• **BRIEF**
Search the material below for the string "iter" and list each line that holds it.

• **MATERIAL SHOWN**

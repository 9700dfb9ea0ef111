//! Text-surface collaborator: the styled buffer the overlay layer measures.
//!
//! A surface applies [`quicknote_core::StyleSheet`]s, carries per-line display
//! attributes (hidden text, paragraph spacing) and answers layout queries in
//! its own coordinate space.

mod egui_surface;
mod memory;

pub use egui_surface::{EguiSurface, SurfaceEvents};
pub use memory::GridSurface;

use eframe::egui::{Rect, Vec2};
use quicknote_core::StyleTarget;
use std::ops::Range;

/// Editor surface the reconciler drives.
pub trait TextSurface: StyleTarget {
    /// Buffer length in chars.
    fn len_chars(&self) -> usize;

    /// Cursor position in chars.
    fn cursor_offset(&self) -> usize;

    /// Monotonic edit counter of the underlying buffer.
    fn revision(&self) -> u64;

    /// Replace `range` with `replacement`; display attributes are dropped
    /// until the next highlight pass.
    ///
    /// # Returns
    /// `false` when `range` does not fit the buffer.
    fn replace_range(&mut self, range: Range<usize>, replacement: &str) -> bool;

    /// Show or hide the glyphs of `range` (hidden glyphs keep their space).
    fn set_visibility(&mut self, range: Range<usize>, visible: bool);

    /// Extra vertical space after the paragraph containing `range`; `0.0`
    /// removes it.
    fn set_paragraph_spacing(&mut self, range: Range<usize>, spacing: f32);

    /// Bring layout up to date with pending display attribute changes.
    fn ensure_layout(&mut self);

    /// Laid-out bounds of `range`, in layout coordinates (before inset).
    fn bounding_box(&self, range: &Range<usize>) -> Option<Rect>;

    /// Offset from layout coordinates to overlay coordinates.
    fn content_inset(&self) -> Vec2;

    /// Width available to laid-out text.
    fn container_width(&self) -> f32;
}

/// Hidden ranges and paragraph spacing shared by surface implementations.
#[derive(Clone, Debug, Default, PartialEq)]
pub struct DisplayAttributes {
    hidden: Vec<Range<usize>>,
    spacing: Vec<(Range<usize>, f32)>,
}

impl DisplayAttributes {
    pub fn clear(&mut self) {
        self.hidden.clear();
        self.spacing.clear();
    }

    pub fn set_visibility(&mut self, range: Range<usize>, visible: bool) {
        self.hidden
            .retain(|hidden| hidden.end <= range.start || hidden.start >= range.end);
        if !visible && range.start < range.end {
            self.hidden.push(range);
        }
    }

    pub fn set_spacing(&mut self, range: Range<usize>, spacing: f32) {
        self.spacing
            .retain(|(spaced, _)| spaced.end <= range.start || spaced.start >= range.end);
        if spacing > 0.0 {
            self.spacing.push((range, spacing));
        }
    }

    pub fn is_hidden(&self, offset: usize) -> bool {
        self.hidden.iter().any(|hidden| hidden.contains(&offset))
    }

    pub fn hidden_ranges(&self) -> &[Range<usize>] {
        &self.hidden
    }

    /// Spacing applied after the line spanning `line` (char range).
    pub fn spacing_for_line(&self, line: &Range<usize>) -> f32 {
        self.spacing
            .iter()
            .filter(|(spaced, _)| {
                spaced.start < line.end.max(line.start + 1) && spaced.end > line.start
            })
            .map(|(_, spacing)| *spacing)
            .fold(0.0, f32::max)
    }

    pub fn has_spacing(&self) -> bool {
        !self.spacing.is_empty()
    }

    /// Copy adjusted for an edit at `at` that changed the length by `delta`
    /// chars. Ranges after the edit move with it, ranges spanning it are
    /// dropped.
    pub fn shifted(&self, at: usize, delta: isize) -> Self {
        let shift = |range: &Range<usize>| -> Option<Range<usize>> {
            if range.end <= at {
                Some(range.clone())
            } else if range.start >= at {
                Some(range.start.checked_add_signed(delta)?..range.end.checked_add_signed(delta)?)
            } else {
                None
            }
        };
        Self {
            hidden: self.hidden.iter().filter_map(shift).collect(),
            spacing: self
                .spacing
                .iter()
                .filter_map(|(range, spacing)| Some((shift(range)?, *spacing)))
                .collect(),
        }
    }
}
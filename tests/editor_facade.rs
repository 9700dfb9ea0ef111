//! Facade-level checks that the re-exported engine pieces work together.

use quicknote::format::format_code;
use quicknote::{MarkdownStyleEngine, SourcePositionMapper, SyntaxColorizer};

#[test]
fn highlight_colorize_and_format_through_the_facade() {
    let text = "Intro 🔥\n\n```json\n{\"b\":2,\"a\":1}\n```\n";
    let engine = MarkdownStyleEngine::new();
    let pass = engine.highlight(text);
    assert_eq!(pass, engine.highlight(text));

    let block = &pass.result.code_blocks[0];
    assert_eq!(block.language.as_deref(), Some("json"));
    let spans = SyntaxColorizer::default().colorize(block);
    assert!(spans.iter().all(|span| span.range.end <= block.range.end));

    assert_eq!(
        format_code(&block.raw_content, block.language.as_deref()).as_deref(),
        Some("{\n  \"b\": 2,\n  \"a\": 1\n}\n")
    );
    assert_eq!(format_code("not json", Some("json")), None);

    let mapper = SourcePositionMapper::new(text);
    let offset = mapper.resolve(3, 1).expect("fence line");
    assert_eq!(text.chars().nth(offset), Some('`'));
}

• **ANSWER TO THE PROBLEM**
        self.hidden.iter().any(|hidden| hidden.contains(&offset))
            .iter()
            hidden: self.hidden.iter().filter_map(shift).collect(),
                .iter()
    assert!(spans.iter().all(|span| span.range.end <= block.range.end));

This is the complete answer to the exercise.